• [TASK ITEM] Print, from the listing below, the lines starting at the line containing "pub fn spi(&self, hint: usize)" and ending at the line containing "Some(selector) => sum(&mut", exactly as they stand, and print nothing else.
■ ■ ■ ■ ■
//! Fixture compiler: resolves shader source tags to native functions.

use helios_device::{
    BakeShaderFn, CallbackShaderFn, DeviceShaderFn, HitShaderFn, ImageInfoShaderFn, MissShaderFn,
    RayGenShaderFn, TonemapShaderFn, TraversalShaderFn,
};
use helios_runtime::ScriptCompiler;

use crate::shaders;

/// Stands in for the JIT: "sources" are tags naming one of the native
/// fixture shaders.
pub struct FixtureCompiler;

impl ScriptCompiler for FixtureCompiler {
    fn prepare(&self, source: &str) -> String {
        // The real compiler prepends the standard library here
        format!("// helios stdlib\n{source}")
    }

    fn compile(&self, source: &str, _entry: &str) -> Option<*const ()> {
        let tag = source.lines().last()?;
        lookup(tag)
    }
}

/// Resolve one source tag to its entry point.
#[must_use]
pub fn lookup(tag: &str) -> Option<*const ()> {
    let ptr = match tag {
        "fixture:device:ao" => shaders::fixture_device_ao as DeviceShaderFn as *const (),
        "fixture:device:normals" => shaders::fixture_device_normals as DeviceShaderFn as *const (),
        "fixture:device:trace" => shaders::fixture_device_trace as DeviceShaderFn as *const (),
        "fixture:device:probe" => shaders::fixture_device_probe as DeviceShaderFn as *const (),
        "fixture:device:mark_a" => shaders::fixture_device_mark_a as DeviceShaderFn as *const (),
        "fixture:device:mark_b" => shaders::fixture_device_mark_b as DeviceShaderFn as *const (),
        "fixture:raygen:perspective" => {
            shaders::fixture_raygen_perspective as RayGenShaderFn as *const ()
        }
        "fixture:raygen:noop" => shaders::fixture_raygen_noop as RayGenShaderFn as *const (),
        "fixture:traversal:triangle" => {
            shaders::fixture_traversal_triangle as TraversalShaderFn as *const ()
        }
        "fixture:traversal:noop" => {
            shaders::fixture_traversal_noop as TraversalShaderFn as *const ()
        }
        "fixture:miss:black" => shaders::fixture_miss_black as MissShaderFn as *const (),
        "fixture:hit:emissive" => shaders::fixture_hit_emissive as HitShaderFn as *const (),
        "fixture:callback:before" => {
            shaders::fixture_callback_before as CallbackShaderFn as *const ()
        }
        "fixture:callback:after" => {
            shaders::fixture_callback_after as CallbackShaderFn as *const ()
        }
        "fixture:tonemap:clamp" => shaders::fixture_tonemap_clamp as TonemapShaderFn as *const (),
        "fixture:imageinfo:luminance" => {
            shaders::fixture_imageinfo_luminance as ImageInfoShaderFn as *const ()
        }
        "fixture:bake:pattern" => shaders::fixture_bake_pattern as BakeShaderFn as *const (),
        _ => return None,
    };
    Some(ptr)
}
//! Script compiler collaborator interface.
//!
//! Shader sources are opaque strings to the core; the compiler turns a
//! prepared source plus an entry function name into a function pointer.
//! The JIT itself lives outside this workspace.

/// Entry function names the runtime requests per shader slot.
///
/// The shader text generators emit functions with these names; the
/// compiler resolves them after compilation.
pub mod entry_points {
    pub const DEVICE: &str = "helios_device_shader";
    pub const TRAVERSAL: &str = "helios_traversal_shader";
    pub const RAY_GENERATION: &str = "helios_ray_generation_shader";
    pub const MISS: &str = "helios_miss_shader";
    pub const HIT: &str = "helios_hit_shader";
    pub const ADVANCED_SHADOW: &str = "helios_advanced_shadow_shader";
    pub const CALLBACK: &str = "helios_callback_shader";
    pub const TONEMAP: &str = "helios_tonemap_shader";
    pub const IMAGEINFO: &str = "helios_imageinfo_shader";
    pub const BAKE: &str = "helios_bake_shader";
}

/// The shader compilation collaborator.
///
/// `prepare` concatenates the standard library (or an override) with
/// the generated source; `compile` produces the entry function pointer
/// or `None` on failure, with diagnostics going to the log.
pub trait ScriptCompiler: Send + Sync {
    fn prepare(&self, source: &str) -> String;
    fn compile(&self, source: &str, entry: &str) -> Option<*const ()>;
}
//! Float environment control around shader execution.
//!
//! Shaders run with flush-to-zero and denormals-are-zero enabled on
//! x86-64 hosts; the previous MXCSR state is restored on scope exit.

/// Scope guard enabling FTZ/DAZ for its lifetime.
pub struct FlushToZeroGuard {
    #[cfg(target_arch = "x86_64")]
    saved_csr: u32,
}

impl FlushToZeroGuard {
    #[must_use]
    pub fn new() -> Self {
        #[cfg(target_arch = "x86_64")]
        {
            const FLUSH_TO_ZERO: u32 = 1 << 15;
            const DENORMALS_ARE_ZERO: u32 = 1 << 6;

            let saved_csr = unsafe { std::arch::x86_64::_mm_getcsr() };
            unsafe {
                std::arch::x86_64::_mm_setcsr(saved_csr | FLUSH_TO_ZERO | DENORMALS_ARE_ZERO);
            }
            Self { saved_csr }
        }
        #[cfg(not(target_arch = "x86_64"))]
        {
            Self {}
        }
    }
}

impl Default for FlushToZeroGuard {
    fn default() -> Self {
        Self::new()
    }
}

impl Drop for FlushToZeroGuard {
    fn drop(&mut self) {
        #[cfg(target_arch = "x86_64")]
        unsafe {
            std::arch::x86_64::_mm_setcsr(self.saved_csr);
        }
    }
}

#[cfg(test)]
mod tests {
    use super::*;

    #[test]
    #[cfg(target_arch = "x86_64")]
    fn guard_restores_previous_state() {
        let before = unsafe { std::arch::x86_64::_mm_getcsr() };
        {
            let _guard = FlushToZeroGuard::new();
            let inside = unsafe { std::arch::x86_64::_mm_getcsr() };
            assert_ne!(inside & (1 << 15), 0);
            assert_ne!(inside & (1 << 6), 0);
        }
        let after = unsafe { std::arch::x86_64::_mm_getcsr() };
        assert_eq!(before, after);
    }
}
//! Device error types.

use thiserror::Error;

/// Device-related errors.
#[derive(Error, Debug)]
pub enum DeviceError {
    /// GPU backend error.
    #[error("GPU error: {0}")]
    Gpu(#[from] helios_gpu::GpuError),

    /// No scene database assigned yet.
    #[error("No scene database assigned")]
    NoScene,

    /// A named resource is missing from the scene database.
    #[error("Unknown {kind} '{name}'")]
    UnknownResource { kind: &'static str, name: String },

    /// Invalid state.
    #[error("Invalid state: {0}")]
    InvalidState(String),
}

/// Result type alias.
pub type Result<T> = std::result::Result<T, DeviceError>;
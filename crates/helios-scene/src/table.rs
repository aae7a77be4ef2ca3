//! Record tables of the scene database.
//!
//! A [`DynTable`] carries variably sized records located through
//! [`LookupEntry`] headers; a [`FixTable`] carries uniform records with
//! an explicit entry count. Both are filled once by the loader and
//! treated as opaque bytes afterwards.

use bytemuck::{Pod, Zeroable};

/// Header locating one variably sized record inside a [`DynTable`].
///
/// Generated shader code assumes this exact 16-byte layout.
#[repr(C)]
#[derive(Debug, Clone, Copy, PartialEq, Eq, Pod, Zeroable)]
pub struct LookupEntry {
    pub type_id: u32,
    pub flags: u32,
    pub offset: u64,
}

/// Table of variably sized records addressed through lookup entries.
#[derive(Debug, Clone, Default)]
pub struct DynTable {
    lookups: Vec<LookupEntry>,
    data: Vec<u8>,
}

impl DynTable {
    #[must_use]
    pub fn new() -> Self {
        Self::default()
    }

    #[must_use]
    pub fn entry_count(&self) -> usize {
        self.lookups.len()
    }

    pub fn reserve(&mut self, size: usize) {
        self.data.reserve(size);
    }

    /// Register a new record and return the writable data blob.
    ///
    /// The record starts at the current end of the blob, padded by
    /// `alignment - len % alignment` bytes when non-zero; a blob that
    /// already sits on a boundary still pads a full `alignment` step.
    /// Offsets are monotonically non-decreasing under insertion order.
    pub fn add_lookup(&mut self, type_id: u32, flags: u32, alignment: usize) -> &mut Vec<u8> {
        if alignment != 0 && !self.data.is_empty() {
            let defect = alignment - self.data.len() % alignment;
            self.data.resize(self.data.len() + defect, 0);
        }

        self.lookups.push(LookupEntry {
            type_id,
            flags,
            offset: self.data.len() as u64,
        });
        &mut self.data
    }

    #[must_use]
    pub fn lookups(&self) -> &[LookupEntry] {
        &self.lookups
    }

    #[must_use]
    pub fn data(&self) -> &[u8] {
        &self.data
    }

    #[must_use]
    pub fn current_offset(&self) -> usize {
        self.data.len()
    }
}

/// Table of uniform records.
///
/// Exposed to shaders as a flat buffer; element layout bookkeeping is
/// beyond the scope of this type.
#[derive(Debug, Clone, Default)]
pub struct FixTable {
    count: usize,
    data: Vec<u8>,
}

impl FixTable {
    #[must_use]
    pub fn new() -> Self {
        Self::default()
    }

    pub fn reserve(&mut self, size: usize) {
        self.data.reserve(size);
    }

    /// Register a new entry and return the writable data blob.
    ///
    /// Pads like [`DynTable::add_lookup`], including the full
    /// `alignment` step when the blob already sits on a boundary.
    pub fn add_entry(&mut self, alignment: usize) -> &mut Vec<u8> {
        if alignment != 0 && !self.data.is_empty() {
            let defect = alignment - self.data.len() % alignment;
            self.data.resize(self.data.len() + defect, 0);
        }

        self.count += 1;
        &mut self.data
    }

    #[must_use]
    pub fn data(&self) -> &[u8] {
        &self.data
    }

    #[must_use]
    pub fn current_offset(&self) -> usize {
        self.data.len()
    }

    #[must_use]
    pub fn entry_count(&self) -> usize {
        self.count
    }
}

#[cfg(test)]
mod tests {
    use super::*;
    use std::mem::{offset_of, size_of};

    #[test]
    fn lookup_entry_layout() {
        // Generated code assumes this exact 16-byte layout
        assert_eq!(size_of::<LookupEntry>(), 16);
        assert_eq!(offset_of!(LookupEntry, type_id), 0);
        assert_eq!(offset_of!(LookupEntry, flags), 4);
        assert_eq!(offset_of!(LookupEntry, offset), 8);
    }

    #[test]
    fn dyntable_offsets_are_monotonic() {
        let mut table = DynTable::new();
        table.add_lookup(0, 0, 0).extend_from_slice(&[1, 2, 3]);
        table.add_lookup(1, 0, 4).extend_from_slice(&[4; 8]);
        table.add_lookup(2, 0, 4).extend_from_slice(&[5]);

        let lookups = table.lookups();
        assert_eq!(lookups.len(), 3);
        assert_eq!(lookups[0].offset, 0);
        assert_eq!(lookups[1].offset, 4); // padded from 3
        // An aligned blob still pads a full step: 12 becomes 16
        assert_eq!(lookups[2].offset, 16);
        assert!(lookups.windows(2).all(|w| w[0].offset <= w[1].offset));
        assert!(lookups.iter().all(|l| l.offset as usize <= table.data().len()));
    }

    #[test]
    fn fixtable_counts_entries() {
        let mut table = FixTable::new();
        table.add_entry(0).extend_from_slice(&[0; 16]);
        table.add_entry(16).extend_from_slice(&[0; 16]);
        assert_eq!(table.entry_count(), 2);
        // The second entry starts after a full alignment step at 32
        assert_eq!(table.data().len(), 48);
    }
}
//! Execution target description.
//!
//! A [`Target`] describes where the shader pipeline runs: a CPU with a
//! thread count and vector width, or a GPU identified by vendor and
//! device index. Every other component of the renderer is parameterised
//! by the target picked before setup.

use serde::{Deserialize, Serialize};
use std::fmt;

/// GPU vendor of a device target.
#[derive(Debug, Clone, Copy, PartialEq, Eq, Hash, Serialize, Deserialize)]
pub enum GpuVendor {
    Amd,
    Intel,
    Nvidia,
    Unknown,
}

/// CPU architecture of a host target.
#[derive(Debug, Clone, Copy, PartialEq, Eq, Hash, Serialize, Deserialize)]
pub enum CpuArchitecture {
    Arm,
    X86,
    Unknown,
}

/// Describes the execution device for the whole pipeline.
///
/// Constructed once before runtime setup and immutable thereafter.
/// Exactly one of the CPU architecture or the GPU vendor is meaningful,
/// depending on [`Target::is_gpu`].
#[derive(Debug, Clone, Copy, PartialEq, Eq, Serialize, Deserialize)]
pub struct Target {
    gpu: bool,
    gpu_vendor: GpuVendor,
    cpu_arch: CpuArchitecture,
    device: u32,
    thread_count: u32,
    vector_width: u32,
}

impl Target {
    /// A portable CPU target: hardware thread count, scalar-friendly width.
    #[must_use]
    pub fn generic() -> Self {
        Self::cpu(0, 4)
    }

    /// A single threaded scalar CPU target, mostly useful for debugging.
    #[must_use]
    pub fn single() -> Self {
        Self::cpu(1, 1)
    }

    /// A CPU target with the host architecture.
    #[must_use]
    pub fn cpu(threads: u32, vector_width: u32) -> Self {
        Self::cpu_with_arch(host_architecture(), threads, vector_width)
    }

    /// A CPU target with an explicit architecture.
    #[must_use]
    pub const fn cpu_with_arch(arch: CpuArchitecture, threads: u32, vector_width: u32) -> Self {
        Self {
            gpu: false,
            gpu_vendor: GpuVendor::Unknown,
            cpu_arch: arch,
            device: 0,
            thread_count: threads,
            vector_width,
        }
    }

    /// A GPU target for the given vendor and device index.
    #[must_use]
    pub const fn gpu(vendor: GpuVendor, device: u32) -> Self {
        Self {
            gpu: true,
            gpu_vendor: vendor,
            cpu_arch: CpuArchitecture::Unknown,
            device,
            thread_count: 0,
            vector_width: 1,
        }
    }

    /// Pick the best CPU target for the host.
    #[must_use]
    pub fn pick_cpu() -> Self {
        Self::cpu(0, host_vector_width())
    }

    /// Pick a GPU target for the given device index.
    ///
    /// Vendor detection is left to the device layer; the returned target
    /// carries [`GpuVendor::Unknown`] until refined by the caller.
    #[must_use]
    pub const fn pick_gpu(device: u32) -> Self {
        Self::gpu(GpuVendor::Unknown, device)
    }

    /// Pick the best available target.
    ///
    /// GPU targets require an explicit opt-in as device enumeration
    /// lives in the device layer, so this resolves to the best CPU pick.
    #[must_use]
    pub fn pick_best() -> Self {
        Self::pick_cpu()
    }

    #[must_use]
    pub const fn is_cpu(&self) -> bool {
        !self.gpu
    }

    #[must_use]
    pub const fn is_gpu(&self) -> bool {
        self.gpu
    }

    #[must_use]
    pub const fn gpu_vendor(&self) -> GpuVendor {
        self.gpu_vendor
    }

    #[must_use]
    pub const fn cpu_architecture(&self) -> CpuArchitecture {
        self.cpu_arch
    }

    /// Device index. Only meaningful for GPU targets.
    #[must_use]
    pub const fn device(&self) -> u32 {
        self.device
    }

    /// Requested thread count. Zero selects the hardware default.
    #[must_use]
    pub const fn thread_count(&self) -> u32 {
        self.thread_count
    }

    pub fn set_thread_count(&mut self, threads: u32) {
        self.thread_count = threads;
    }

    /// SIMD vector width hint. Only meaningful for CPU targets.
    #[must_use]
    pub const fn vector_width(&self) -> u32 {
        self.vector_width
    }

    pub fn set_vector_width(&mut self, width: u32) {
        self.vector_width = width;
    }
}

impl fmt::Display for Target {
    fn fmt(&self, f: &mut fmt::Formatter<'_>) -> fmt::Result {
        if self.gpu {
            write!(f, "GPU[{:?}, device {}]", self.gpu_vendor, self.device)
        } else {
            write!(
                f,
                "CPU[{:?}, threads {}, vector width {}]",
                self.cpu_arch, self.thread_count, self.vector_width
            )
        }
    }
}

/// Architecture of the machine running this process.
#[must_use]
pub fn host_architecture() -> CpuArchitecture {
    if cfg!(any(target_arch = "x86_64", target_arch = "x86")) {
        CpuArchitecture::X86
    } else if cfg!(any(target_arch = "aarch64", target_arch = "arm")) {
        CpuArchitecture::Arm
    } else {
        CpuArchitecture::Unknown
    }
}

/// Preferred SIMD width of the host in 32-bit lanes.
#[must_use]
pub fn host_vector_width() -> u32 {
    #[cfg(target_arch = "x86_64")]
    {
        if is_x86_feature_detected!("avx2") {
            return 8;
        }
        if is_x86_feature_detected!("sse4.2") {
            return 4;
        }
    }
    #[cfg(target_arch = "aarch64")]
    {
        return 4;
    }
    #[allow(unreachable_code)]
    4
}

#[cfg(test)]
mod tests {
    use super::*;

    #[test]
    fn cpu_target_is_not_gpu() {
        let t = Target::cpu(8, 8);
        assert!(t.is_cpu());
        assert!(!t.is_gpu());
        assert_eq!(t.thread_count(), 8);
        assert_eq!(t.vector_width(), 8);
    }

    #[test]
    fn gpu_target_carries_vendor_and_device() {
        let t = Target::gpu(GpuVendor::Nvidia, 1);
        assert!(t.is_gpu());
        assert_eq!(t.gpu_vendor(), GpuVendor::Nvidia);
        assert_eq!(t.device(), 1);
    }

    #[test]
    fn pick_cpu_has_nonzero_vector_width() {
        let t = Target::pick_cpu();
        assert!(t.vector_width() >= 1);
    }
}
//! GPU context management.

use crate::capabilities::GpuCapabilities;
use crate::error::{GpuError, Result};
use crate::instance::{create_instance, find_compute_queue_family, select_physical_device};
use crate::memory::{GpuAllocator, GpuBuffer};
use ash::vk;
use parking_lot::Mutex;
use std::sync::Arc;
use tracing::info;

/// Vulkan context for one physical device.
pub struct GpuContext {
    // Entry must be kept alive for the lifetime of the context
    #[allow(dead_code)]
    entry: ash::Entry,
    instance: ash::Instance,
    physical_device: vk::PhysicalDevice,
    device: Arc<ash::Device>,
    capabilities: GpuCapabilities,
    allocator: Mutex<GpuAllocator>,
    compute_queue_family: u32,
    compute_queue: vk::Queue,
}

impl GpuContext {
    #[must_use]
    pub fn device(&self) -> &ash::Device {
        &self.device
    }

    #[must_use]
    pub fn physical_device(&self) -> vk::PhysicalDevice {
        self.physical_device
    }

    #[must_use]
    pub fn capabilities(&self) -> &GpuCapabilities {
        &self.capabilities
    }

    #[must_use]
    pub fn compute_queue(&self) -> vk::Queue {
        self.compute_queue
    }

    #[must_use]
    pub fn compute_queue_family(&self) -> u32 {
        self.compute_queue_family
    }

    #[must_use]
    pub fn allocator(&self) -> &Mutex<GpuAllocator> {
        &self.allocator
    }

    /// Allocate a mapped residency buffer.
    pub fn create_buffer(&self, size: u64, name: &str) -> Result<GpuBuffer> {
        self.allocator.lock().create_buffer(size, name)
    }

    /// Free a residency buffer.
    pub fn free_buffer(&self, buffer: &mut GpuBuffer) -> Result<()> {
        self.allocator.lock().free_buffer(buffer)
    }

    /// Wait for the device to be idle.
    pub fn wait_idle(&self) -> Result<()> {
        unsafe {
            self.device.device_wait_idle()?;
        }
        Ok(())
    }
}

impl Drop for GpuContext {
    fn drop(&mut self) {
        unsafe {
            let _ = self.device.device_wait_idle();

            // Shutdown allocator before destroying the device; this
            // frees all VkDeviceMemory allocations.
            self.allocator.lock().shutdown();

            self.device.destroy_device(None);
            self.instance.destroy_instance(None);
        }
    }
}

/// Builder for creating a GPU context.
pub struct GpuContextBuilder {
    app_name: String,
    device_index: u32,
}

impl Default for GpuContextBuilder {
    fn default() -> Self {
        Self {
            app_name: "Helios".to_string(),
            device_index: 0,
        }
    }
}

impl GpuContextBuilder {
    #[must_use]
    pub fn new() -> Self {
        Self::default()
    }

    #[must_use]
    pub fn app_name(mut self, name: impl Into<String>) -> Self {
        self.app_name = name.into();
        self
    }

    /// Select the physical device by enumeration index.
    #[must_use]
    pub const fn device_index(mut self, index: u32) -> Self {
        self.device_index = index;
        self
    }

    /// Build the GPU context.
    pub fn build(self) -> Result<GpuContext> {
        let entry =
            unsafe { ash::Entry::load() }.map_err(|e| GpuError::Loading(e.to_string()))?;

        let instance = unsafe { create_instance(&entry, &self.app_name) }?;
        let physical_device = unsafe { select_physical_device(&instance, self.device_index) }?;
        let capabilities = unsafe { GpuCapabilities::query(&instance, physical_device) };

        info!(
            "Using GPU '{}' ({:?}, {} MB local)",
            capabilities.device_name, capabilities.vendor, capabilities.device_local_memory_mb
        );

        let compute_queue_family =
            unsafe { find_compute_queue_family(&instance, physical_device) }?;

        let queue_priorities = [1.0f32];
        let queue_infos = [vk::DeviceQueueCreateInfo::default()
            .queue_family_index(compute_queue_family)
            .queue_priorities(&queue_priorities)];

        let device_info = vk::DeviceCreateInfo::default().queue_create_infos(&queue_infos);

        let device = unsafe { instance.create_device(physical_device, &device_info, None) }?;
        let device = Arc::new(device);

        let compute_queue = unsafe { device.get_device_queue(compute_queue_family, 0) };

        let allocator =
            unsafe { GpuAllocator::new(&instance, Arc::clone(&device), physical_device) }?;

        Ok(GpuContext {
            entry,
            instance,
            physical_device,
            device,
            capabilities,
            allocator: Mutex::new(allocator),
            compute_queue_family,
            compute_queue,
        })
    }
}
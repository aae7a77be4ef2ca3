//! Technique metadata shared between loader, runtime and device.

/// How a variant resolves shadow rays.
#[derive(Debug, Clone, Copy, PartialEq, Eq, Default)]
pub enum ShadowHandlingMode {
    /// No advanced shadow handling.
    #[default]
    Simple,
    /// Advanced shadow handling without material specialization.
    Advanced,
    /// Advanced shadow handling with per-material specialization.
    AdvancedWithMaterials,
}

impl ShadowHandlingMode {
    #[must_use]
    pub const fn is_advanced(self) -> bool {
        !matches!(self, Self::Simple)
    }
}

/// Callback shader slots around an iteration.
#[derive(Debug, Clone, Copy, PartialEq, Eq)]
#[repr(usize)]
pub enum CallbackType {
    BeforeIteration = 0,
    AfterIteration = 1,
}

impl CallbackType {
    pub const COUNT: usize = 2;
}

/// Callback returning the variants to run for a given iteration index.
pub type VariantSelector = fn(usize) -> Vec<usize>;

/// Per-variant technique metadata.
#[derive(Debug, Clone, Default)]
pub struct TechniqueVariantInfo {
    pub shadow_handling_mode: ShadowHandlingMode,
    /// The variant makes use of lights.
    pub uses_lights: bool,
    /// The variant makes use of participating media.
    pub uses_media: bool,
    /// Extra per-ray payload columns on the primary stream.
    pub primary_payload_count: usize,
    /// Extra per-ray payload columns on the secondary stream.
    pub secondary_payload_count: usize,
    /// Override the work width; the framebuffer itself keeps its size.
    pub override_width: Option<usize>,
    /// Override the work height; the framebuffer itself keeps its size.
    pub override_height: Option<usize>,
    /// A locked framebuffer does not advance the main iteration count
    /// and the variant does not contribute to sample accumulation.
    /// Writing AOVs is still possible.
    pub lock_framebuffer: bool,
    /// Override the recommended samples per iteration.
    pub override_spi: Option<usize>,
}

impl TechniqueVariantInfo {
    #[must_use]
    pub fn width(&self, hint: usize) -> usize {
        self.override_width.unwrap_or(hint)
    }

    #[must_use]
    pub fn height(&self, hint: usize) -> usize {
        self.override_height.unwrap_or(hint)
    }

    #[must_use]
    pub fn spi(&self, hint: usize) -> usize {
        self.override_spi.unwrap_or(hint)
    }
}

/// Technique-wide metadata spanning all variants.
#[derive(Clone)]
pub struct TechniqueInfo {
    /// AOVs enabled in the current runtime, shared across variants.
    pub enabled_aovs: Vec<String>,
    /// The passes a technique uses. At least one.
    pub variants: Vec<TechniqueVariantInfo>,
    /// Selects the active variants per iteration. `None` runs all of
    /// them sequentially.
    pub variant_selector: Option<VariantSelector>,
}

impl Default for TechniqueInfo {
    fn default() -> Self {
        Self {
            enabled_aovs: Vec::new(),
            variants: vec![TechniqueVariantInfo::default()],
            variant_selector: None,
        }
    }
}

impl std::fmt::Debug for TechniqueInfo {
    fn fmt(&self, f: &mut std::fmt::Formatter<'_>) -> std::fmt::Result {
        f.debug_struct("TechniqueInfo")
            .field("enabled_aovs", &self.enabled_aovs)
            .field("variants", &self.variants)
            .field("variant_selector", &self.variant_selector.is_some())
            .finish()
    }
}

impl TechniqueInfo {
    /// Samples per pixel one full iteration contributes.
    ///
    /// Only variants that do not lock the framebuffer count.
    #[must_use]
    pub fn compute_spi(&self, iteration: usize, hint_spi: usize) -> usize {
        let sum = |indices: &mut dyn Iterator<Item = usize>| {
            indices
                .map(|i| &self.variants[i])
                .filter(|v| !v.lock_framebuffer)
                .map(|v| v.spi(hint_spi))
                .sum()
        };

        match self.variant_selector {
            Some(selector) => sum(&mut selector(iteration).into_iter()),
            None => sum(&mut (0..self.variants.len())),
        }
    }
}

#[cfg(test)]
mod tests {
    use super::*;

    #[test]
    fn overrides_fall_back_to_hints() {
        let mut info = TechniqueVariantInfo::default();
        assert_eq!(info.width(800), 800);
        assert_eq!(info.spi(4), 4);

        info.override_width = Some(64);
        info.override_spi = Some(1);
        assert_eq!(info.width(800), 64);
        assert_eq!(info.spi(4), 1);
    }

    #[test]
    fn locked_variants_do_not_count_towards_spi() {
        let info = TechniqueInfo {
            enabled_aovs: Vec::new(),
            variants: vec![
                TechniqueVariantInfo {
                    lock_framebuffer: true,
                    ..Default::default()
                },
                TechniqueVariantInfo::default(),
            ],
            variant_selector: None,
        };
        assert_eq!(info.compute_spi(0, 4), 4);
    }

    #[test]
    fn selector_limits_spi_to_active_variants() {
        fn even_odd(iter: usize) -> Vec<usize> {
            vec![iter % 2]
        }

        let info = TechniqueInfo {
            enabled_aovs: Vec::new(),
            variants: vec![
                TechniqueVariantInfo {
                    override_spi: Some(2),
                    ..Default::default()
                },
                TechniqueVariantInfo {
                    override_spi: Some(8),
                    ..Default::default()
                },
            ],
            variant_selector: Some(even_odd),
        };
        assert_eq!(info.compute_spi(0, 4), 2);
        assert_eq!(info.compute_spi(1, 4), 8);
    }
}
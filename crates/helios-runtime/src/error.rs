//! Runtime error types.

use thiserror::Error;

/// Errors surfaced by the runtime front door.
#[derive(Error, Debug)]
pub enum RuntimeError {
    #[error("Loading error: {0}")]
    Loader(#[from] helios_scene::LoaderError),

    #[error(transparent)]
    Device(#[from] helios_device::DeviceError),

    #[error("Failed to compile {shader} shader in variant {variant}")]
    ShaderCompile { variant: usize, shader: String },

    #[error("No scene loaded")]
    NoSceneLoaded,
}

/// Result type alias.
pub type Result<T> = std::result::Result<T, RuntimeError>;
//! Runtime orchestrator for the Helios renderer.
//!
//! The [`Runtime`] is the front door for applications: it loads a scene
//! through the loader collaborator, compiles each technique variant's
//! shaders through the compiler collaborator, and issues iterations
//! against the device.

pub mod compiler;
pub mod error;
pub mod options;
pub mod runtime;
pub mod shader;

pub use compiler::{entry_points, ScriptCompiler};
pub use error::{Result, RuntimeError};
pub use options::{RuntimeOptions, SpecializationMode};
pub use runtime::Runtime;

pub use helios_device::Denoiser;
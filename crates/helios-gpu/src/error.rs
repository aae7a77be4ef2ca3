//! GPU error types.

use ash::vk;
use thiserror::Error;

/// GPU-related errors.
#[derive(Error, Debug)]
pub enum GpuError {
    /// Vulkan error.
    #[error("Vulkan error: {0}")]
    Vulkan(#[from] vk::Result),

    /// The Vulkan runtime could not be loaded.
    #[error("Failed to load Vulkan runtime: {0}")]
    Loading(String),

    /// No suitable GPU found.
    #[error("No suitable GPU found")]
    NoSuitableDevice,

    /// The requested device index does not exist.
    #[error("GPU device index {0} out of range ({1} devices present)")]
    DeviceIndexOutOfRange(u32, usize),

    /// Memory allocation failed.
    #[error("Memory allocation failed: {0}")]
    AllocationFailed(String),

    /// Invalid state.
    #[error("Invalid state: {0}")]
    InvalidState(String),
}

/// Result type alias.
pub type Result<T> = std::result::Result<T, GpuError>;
■ ■ ■ ■ ■
• [ANSWER AREA]
    pub fn spi(&self, hint: usize) -> usize {
        self.override_spi.unwrap_or(hint)
    }
}

/// Technique-wide metadata spanning all variants.
#[derive(Clone)]
pub struct TechniqueInfo {
    /// AOVs enabled in the current runtime, shared across variants.
    pub enabled_aovs: Vec<String>,
    /// The passes a technique uses. At least one.
    pub variants: Vec<TechniqueVariantInfo>,
    /// Selects the active variants per iteration. `None` runs all of
    /// them sequentially.
    pub variant_selector: Option<VariantSelector>,
}

impl Default for TechniqueInfo {
    fn default() -> Self {
        Self {
            enabled_aovs: Vec::new(),
            variants: vec![TechniqueVariantInfo::default()],
            variant_selector: None,
        }
    }
}

impl std::fmt::Debug for TechniqueInfo {
    fn fmt(&self, f: &mut std::fmt::Formatter<'_>) -> std::fmt::Result {
        f.debug_struct("TechniqueInfo")
            .field("enabled_aovs", &self.enabled_aovs)
            .field("variants", &self.variants)
            .field("variant_selector", &self.variant_selector.is_some())
            .finish()
    }
}

impl TechniqueInfo {
    /// Samples per pixel one full iteration contributes.
    ///
    /// Only variants that do not lock the framebuffer count.
    #[must_use]
    pub fn compute_spi(&self, iteration: usize, hint_spi: usize) -> usize {
        let sum = |indices: &mut dyn Iterator<Item = usize>| {
            indices
                .map(|i| &self.variants[i])
                .filter(|v| !v.lock_framebuffer)
                .map(|v| v.spi(hint_spi))
                .sum()
        };

        match self.variant_selector {
            Some(selector) => sum(&mut selector(iteration).into_iter()),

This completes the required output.